EXERCISE DIRECTIONS
Every line that includes the word "CliOptions" needs to be copied from the listing.

SOURCE DATA
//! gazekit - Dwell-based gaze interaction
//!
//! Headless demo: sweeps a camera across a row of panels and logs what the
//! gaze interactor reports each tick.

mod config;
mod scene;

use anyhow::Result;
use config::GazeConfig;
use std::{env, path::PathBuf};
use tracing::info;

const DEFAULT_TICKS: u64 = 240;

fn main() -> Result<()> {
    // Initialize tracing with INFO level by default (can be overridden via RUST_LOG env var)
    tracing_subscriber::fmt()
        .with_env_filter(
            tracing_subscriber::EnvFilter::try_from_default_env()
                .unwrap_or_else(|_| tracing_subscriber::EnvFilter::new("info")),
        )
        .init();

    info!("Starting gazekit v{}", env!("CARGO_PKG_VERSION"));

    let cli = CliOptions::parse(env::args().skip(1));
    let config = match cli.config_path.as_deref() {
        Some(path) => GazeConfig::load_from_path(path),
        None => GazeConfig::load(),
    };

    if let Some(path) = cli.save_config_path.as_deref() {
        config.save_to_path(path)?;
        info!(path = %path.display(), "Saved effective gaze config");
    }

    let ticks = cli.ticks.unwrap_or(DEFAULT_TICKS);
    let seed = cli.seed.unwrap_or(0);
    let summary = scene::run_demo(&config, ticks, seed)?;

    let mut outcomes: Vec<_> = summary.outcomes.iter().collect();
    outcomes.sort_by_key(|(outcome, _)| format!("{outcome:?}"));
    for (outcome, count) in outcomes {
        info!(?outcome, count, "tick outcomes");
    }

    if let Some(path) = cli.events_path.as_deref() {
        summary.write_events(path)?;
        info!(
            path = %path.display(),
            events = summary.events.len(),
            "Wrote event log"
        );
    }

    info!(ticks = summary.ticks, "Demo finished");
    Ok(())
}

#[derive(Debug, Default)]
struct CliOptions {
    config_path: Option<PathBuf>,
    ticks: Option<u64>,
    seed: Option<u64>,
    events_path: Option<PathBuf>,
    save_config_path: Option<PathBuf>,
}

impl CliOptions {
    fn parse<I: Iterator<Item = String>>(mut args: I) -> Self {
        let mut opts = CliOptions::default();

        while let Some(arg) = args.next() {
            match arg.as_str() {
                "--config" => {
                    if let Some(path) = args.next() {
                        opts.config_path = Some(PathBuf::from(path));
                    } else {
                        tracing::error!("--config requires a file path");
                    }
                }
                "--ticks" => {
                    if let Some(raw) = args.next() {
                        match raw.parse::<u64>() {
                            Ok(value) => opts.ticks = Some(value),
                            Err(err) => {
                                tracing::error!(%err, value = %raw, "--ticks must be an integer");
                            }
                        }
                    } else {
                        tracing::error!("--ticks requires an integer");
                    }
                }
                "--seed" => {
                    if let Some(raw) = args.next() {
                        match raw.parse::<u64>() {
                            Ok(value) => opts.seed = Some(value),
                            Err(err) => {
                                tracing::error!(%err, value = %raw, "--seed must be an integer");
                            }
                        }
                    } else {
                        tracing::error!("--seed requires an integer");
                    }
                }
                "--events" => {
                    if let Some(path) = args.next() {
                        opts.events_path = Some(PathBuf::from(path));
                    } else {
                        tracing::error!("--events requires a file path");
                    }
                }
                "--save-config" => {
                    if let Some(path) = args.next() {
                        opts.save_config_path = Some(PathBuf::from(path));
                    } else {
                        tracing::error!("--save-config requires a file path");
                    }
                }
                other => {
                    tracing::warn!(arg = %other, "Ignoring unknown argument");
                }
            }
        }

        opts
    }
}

TASK RESULT
    let cli = CliOptions::parse(env::args().skip(1));
struct CliOptions {
impl CliOptions {
        let mut opts = CliOptions::default();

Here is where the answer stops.